A few illustrations will focus the issue. S wrote:
"For me, 2, 4, 6, 5 are not just numbers. They have forms. 1 is a pointed number--which has nothing to do with the way it's written. It's because it's somehow firm and complete. 2 is flatter, rectangular, whitish in color, sometimes almost a gray. 3 is a pointed segment which rotates. 4 is also square and dull; it looks like 2 but has more substance to it, it's thicker. 5 is absolutely complete and takes the form of a cone or a tower--something substantial. 6, the first number after 5, has a whitish hue; 8 somehow has a naive quality, it's milky blue like lime..." (p. 26).
But it was not simply that S had the ability to (or, rather, he had to) associate images with numbers, he did this with other words and sounds. He insisted that a series of numbers or a text be read very slowly to him so that he could "convert" the words to images. As Luria says: "If the words were read too quickly, without sufficient pause between them, his images would tend to coalesce into a kind of chaos.." (p. 33).
This, then, explains S's "capacity," which Luria describes as limitless. S would make up pictures and stories about the words he heard, and then would file away the picture in his mind, as one would put a movie on a shelf, recalling it at a later time when asked to do so. Sometimes it would take him a little while to get his bearings on something he was asked to recall; but then he would unerringly recite was was memorized. At times, when he did "slip up" or simply seemingly "forgot" some words or syllables, it is because (as Luria discovered), S had created a scene in his mind where the object was "hard to see," such as creating a white egg in his mind and placing it in front of a white wall. Thus, when he "re-read" the image at a later time, he might simply skip over the egg.
Memorizing Dante's Inferno
S had not previously been introduced to Dante, nor did he know Italian, when he was given the first four lines of the Inferno to memorize in Italian. Here is how he memorized the first line: "Nel mezzo del cammin di nostra vita..."
Nel--"I was paying my membership dues when there, in the corridor, I caught sight of the ballerina Nel'skaya.
mezzo--"I myself am a violinist; what I do is to set up an image of a man together with [Russian: vmeste] Nel'skaya, who is playing the violin."
del--"There's a pack of Deli Cigarettes near them.
cammin--"I set up an image of a fireplace [Russian: kamin] close by.

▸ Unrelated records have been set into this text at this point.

//! Log sink: the write handle the child's output is redirected into.

use std::fs::{File, OpenOptions};
use std::path::{Path, PathBuf};

use svcwrap_common::{ServiceError, ServiceResult};

/// Write handle for a service's log file.
///
/// The file is truncated on open: each service start begins a fresh log.
/// Tail offsets are therefore only valid for the sink generation they were
/// taken against, which is why the controller resets the tail counters on
/// every start.
#[derive(Debug)]
pub struct LogSink {
    file: File,
    path: PathBuf,
}

impl LogSink {
    /// Open (and truncate) the log file, creating parent directories.
    pub fn open(path: &Path) -> ServiceResult<Self> {
        if let Some(parent) = path.parent() {
            if !parent.as_os_str().is_empty() {
                std::fs::create_dir_all(parent).map_err(|e| {
                    ServiceError::log_io(
                        path.display().to_string(),
                        format!("failed to create log directory: {}", e),
                    )
                })?;
            }
        }

        let file = OpenOptions::new()
            .create(true)
            .write(true)
            .truncate(true)
            .open(path)
            .map_err(|e| {
                ServiceError::log_io(
                    path.display().to_string(),
                    format!("failed to open log file: {}", e),
                )
            })?;

        Ok(Self {
            file,
            path: path.to_path_buf(),
        })
    }

    /// Borrow the underlying write handle.
    pub fn handle(&self) -> &File {
        &self.file
    }

    /// Duplicate the underlying handle for redirecting a child stream.
    pub fn duplicate(&self) -> ServiceResult<File> {
        self.file.try_clone().map_err(|e| {
            ServiceError::log_io(
                self.path.display().to_string(),
                format!("failed to duplicate log handle: {}", e),
            )
        })
    }

    /// Path of the log file on disk.
    pub fn path(&self) -> &Path {
        &self.path
    }
}

#[cfg(test)]
mod tests {
    use super::*;
    use std::io::Write;

    #[test]
    fn test_open_truncates_existing_content() {
        let dir = tempfile::tempdir().unwrap();
        let path = dir.path().join("svc.log");
        std::fs::write(&path, "stale content from a previous run").unwrap();

        let _sink = LogSink::open(&path).unwrap();
        assert_eq!(std::fs::metadata(&path).unwrap().len(), 0);
    }

    #[test]
    fn test_open_creates_parent_directories() {
        let dir = tempfile::tempdir().unwrap();
        let path = dir.path().join("logs/nested/svc.log");

        let sink = LogSink::open(&path).unwrap();
        assert!(path.exists());
        assert_eq!(sink.path(), path);
    }

    #[test]
    fn test_duplicated_handles_share_the_file() {
        let dir = tempfile::tempdir().unwrap();
        let path = dir.path().join("svc.log");

        let sink = LogSink::open(&path).unwrap();
        let mut a = sink.duplicate().unwrap();
        let mut b = sink.duplicate().unwrap();
        a.write_all(b"one ").unwrap();
        b.write_all(b"two").unwrap();

        assert_eq!(std::fs::read_to_string(&path).unwrap(), "one two");
    }
}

di--"Then I see a hand pointing toward a door [Russian: dver].
nostra--"I see a nose [Russian: nos]; a man has tripped and, in falling, gotten his nose pinched in the doorway (tra).
vita--"He lifts his leg over the threshold, for a child is lying there, that is, a sign of life--vitalism" (pp. 45-46).
Conclusion
You can begin to detect a number of things about S already. First, you see how learning would be very slow because of the profusion of images filling the mind upon hearing words or numbers. Second, S's "picture-taking" capacity would enable him to fix the text so clearly in his mind that as long as he could recall the story that he had created, the text would also be unerringly present. And, third, we can begin to see how S would have to begun to spend most of his time in "another" world---the world of images he created for himself so that he would never forget what he had heard. What Luria doesn't tell us is whether this was a capacity that S felt he had to exercise or whether it was just the way things were, or that it was only conjured up with some difficulty. One gets the impression that, to use words from St. Paul, "necessity was laid upon him." The next essay probes some of what psychologists call the "shadow side" of this great capacity.